Task goal:
Please set the lines down again exactly, from the top of the entries through the line that contains "pub fn with(mut".
+--
use crate::utils::error::{PredictorError, Result};
use serde::{Deserialize, Serialize};
use serde_json::{Map, Value};
use std::collections::HashSet;
use std::fmt;
use std::sync::Arc;

/// 單筆活動設定：欄位名稱 → 純量值，`Value::Null` 代表缺值
#[derive(Debug, Clone, Default, PartialEq, Serialize, Deserialize)]
pub struct Record {
    pub data: Map<String, Value>,
}

impl Record {
    pub fn new() -> Self {
        Self::default()
    }

    pub fn with(mut self, name: impl Into<String>, value: impl Into<Value>) -> Self {
        self.data.insert(name.into(), value.into());
        self
    }

    pub fn get(&self, name: &str) -> Option<&Value> {
        self.data.get(name)
    }

    pub fn len(&self) -> usize {
        self.data.len()
    }

    pub fn is_empty(&self) -> bool {
        self.data.is_empty()
    }
}

/// 一批記錄與其欄位順序
#[derive(Debug, Clone, Default, PartialEq, Serialize, Deserialize)]
pub struct RecordSet {
    pub columns: Vec<String>,
    pub records: Vec<Record>,
}

impl RecordSet {
    pub fn new(columns: Vec<String>, records: Vec<Record>) -> Self {
        Self { columns, records }
    }

    /// Column order is taken from the record's own key order.
    pub fn single(record: Record) -> Self {
        let columns = record.data.keys().cloned().collect();
        Self {
            columns,
            records: vec![record],
        }
    }

    pub fn len(&self) -> usize {
        self.records.len()
    }

    pub fn is_empty(&self) -> bool {
        self.records.is_empty()
    }

    pub fn iter(&self) -> std::slice::Iter<'_, Record> {
        self.records.iter()
    }

    pub fn head(&self, n: usize) -> &[Record] {
        &self.records[..n.min(self.records.len())]
    }
}

/// Ordered, duplicate-free feature names a model was fit on. Cloning shares
/// the same list.
#[derive(Debug, Clone, PartialEq, Eq)]
pub struct ExpectedSchema(Arc<[String]>);

impl ExpectedSchema {
    pub fn new<I, S>(columns: I) -> Result<Self>
    where
        I: IntoIterator<Item = S>,
        S: Into<String>,
    {
        let columns: Vec<String> = columns.into_iter().map(Into::into).collect();

        let mut seen = HashSet::with_capacity(columns.len());
        for column in &columns {
            if !seen.insert(column.as_str()) {
                return Err(PredictorError::ValidationError {
                    field: "expected_schema".to_string(),
                    value: column.clone(),
                    reason: "duplicate feature name".to_string(),
                });
            }
        }

        Ok(Self(columns.into()))
    }

    pub fn columns(&self) -> &[String] {
        &self.0
    }

    pub fn len(&self) -> usize {
        self.0.len()
    }

    pub fn is_empty(&self) -> bool {
        self.0.is_empty()
    }
}

pub const LABEL_COUNT: usize = 3;

/// Closed outcome set. Discriminants are the model's class indices.
#[derive(Debug, Clone, Copy, PartialEq, Eq, Hash, Serialize, Deserialize)]
pub enum CampaignOutcome {
    Awareness = 0,
    Engagement = 1,
    Conversion = 2,
}

impl CampaignOutcome {
    pub const ALL: [CampaignOutcome; LABEL_COUNT] = [
        CampaignOutcome::Awareness,
        CampaignOutcome::Engagement,
        CampaignOutcome::Conversion,
    ];

    pub fn from_index(index: usize) -> Option<Self> {
        Self::ALL.get(index).copied()
    }

    pub fn index(self) -> usize {
        self as usize
    }

    pub fn as_str(self) -> &'static str {
        match self {
            CampaignOutcome::Awareness => "Awareness",
            CampaignOutcome::Engagement => "Engagement",
            CampaignOutcome::Conversion => "Conversion",
        }
    }
}

impl fmt::Display for CampaignOutcome {
    fn fmt(&self, f: &mut fmt::Formatter<'_>) -> fmt::Result {
        f.write_str(self.as_str())
    }
}

#[derive(Debug, Clone, PartialEq, Serialize)]
pub struct PredictionResult {
    pub label: CampaignOutcome,
    /// Indexed by `CampaignOutcome::index`.
    pub probabilities: [f64; LABEL_COUNT],
}

impl PredictionResult {
    pub fn probability(&self, outcome: CampaignOutcome) -> f64 {
        self.probabilities[outcome.index()]
    }

    pub fn distribution(&self) -> impl Iterator<Item = (CampaignOutcome, f64)> + '_ {
        CampaignOutcome::ALL
            .into_iter()
            .map(move |outcome| (outcome, self.probabilities[outcome.index()]))
    }
}

/// 預測完成的批次：原始輸入與逐列結果
#[derive(Debug, Clone)]
pub struct ScoredBatch {
    pub records: RecordSet,
    pub predictions: Vec<PredictionResult>,
}

impl ScoredBatch {
    pub fn len(&self) -> usize {
        self.predictions.len()
    }

    pub fn is_empty(&self) -> bool {
        self.predictions.is_empty()
    }

    pub fn rows(&self) -> impl Iterator<Item = (&Record, &PredictionResult)> {
        self.records.records.iter().zip(self.predictions.iter())
    }
}
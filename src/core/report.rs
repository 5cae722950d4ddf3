use crate::domain::model::{CampaignOutcome, ScoredBatch};
use crate::utils::error::Result;
use chrono::{DateTime, Utc};
use serde::Serialize;
use serde_json::{Map, Value};

#[derive(Debug, Serialize)]
pub struct PredictionReport {
    pub generated_at: DateTime<Utc>,
    pub model: String,
    pub rows: usize,
    pub predictions: Vec<RowPrediction>,
}

#[derive(Debug, Serialize)]
pub struct RowPrediction {
    pub row: usize,
    pub label: CampaignOutcome,
    /// Keyed by label, in label order.
    pub probabilities: Map<String, Value>,
}

impl PredictionReport {
    pub fn from_batch(batch: &ScoredBatch, model: &str) -> Self {
        let predictions = batch
            .predictions
            .iter()
            .enumerate()
            .map(|(row, prediction)| RowPrediction {
                row,
                label: prediction.label,
                probabilities: prediction
                    .distribution()
                    .map(|(label, p)| (label.as_str().to_string(), Value::from(p)))
                    .collect(),
            })
            .collect();

        Self {
            generated_at: Utc::now(),
            model: model.to_string(),
            rows: batch.len(),
            predictions,
        }
    }

    pub fn to_json_bytes(&self) -> Result<Vec<u8>> {
        Ok(serde_json::to_vec_pretty(self)?)
    }
}
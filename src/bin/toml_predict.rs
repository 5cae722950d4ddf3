use campaign_predictor::app::render;
use campaign_predictor::config::toml_config::TomlConfig;
use campaign_predictor::core::{ConfigProvider, ModelArtifact};
use campaign_predictor::utils::error::ErrorSeverity;
use campaign_predictor::utils::{logger, validation::Validate};
use campaign_predictor::{BatchPipeline, LinearModelArtifact, LocalStorage, PredictionEngine, PredictionService};
use clap::Parser;
use std::sync::Arc;

#[derive(Parser)]
#[command(name = "toml-predict")]
#[command(about = "Batch campaign predictions driven by a TOML configuration file")]
struct Args {
    /// Path to TOML configuration file
    #[arg(short, long, default_value = "predictor.toml")]
    config: String,

    /// Enable verbose output
    #[arg(short, long)]
    verbose: bool,

    /// Override monitoring setting from config
    #[arg(long)]
    monitor: Option<bool>,

    /// Override the input CSV from config
    #[arg(long)]
    input: Option<String>,

    /// Show the configuration and model schema without predicting
    #[arg(long)]
    dry_run: bool,
}

#[tokio::main]
async fn main() -> Result<(), Box<dyn std::error::Error>> {
    let args = Args::parse();

    // 載入 TOML 配置
    let mut config = match TomlConfig::from_file(&args.config) {
        Ok(config) => config,
        Err(e) => {
            eprintln!("❌ Failed to load config file '{}': {}", args.config, e);
            eprintln!("💡 Make sure the file exists and is valid TOML format");
            std::process::exit(1);
        }
    };

    if config.json_logs() {
        logger::init_json_logger();
    } else {
        logger::init_cli_logger(args.verbose);
    }
    tracing::info!("📁 Loaded configuration from: {}", args.config);

    // 套用命令列覆蓋設定
    if let Some(input) = &args.input {
        config.input.path = input.clone();
        tracing::info!("🔧 Input overridden to: {}", input);
    }

    if let Err(e) = config.validate() {
        tracing::error!("❌ Configuration validation failed: {}", e);
        eprintln!("❌ {}", e.user_friendly_message());
        eprintln!("💡 Suggestion: {}", e.recovery_suggestion());
        std::process::exit(1);
    }

    display_config_summary(&config, &args);

    let model = match LinearModelArtifact::load(config.model_path()) {
        Ok(model) => model,
        Err(e) => {
            eprintln!("❌ {}", e.user_friendly_message());
            eprintln!("💡 Suggestion: {}", e.recovery_suggestion());
            std::process::exit(3);
        }
    };

    if args.dry_run {
        tracing::info!("🔍 DRY RUN MODE - No predictions will be made");
        perform_dry_run(&config, &model);
        return Ok(());
    }

    let monitor_enabled = args.monitor.unwrap_or_else(|| config.monitoring_enabled());
    if monitor_enabled {
        tracing::info!("🔍 System monitoring enabled");
    }

    let input = config.input_path().to_string();
    let preview_rows = config.preview_rows();
    let service = PredictionService::new(Arc::new(model));
    let pipeline = BatchPipeline::new(LocalStorage::new("."), config, service, input)
        .with_preview_rows(preview_rows);
    let engine = PredictionEngine::new_with_monitoring(pipeline, monitor_enabled);

    match engine.run().await {
        Ok(report) => {
            println!("{}", render::batch_table(&report.batch));
            if let Some(path) = report.output_path {
                println!("✅ Predictions saved to: {}", path);
            }
        }
        Err(e) => {
            tracing::error!(
                "❌ Prediction run failed: {} (Category: {:?}, Severity: {:?})",
                e,
                e.category(),
                e.severity()
            );
            eprintln!("❌ {}", e.user_friendly_message());
            eprintln!("💡 Suggestion: {}", e.recovery_suggestion());

            let exit_code = match e.severity() {
                ErrorSeverity::Low => 0,
                ErrorSeverity::Medium => 2,
                ErrorSeverity::High => 1,
                ErrorSeverity::Critical => 3,
            };
            if exit_code > 0 {
                std::process::exit(exit_code);
            }
        }
    }

    Ok(())
}

fn display_config_summary(config: &TomlConfig, args: &Args) {
    println!("📋 Configuration Summary:");
    println!("  Model: {}", config.model_path());
    println!("  Input: {}", config.input_path());
    println!("  Output: {}", config.output_path());
    println!("  Formats: {}", config.output_formats().join(", "));

    if args.dry_run {
        println!("  🔍 DRY RUN MODE ENABLED");
    }

    println!();
}

fn perform_dry_run(config: &TomlConfig, model: &LinearModelArtifact) {
    println!("🔍 Dry Run Analysis:");
    println!("  Model name: {}", model.name());
    println!("  Model features: {}", model.feature_count());

    match model.expected_schema() {
        Some(schema) => {
            println!("  Expected columns (uploads are aligned to this order):");
            for column in schema.columns() {
                println!("    - {}", column);
            }
        }
        None => println!("  ⚠️ Model exposes no schema; uploads must match its column layout exactly"),
    }

    println!();
    println!("💾 Output files:");
    for format in config.output_formats() {
        let filename = match format.as_str() {
            "json" => config.json_filename(),
            _ => config.csv_filename(),
        };
        println!("  {}/{}", config.output_path(), filename);
    }
}
// Adapters layer: concrete implementations for external systems (model files, storage).

pub mod artifact;
pub mod storage;
use crate::core::Storage;
use crate::utils::error::Result;
use std::path::Path;

/// Filesystem storage rooted at `base_path`. Absolute paths bypass the root.
#[derive(Debug, Clone)]
pub struct LocalStorage {
    base_path: String,
}

impl LocalStorage {
    pub fn new(base_path: impl Into<String>) -> Self {
        Self {
            base_path: base_path.into(),
        }
    }

    pub fn base_path(&self) -> &str {
        &self.base_path
    }
}

impl Storage for LocalStorage {
    async fn read_file(&self, path: &str) -> Result<Vec<u8>> {
        let full_path = Path::new(&self.base_path).join(path);
        let data = tokio::fs::read(full_path).await?;
        Ok(data)
    }

    async fn write_file(&self, path: &str, data: &[u8]) -> Result<()> {
        let full_path = Path::new(&self.base_path).join(path);

        if let Some(parent) = full_path.parent() {
            tokio::fs::create_dir_all(parent).await?;
        }

        tokio::fs::write(full_path, data).await?;
        Ok(())
    }
}

#[cfg(test)]
mod tests {
    use super::*;
    use tempfile::TempDir;

    #[test]
    fn test_write_creates_parent_directories() {
        let dir = TempDir::new().unwrap();
        let storage = LocalStorage::new(dir.path().to_str().unwrap());

        tokio_test::block_on(storage.write_file("output/predictions.csv", b"a\n1\n")).unwrap();
        let data = tokio_test::block_on(storage.read_file("output/predictions.csv")).unwrap();

        assert_eq!(data, b"a\n1\n");
    }

    #[test]
    fn test_missing_file_is_io_error() {
        let dir = TempDir::new().unwrap();
        let storage = LocalStorage::new(dir.path().to_str().unwrap());
        let err = tokio_test::block_on(storage.read_file("missing.csv")).unwrap_err();
        assert!(matches!(err, crate::utils::error::PredictorError::IoError(_)));
    }
}
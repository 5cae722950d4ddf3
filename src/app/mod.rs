pub mod pipelines;
pub mod render;
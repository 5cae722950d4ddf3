use crate::utils::error::{PredictorError, Result};
use std::collections::HashSet;

pub trait Validate {
    fn validate(&self) -> Result<()>;
}

pub fn validate_path(field_name: &str, path: &str) -> Result<()> {
    if path.is_empty() {
        return Err(PredictorError::ValidationError {
            field: field_name.to_string(),
            value: path.to_string(),
            reason: "Path cannot be empty".to_string(),
        });
    }

    if path.contains('\0') {
        return Err(PredictorError::ValidationError {
            field: field_name.to_string(),
            value: path.to_string(),
            reason: "Path contains null bytes".to_string(),
        });
    }

    Ok(())
}

pub fn validate_file_extension(field_name: &str, file: &str, allowed_extensions: &[&str]) -> Result<()> {
    let allowed_set: HashSet<&str> = allowed_extensions.iter().copied().collect();

    match std::path::Path::new(file)
        .extension()
        .and_then(|ext| ext.to_str())
    {
        Some(extension) if allowed_set.contains(extension) => Ok(()),
        Some(extension) => Err(PredictorError::ValidationError {
            field: field_name.to_string(),
            value: file.to_string(),
            reason: format!(
                "Unsupported file extension: {}. Allowed extensions: {}",
                extension,
                allowed_extensions.join(", ")
            ),
        }),
        None => Err(PredictorError::ValidationError {
            field: field_name.to_string(),
            value: file.to_string(),
            reason: "File has no extension or invalid filename".to_string(),
        }),
    }
}

pub fn validate_non_empty_string(field_name: &str, value: &str) -> Result<()> {
    if value.trim().is_empty() {
        return Err(PredictorError::ValidationError {
            field: field_name.to_string(),
            value: value.to_string(),
            reason: "Value cannot be empty or whitespace-only".to_string(),
        });
    }
    Ok(())
}

pub fn validate_range<T: PartialOrd + std::fmt::Display + Copy>(
    field_name: &str,
    value: T,
    min: T,
    max: T,
) -> Result<()> {
    if value < min || value > max {
        return Err(PredictorError::ValidationError {
            field: field_name.to_string(),
            value: value.to_string(),
            reason: format!("Value must be between {} and {}", min, max),
        });
    }
    Ok(())
}

pub fn validate_choice(field_name: &str, value: &str, choices: &[&str]) -> Result<()> {
    if !choices.contains(&value) {
        return Err(PredictorError::ValidationError {
            field: field_name.to_string(),
            value: value.to_string(),
            reason: format!("Must be one of: {}", choices.join(", ")),
        });
    }
    Ok(())
}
+--
Exercise response:
use crate::utils::error::{PredictorError, Result};
use serde::{Deserialize, Serialize};
use serde_json::{Map, Value};
use std::collections::HashSet;
use std::fmt;
use std::sync::Arc;

/// 單筆活動設定：欄位名稱 → 純量值，`Value::Null` 代表缺值
#[derive(Debug, Clone, Default, PartialEq, Serialize, Deserialize)]
pub struct Record {
    pub data: Map<String, Value>,
}

impl Record {
    pub fn new() -> Self {
        Self::default()
    }

    pub fn with(mut self, name: impl Into<String>, value: impl Into<Value>) -> Self {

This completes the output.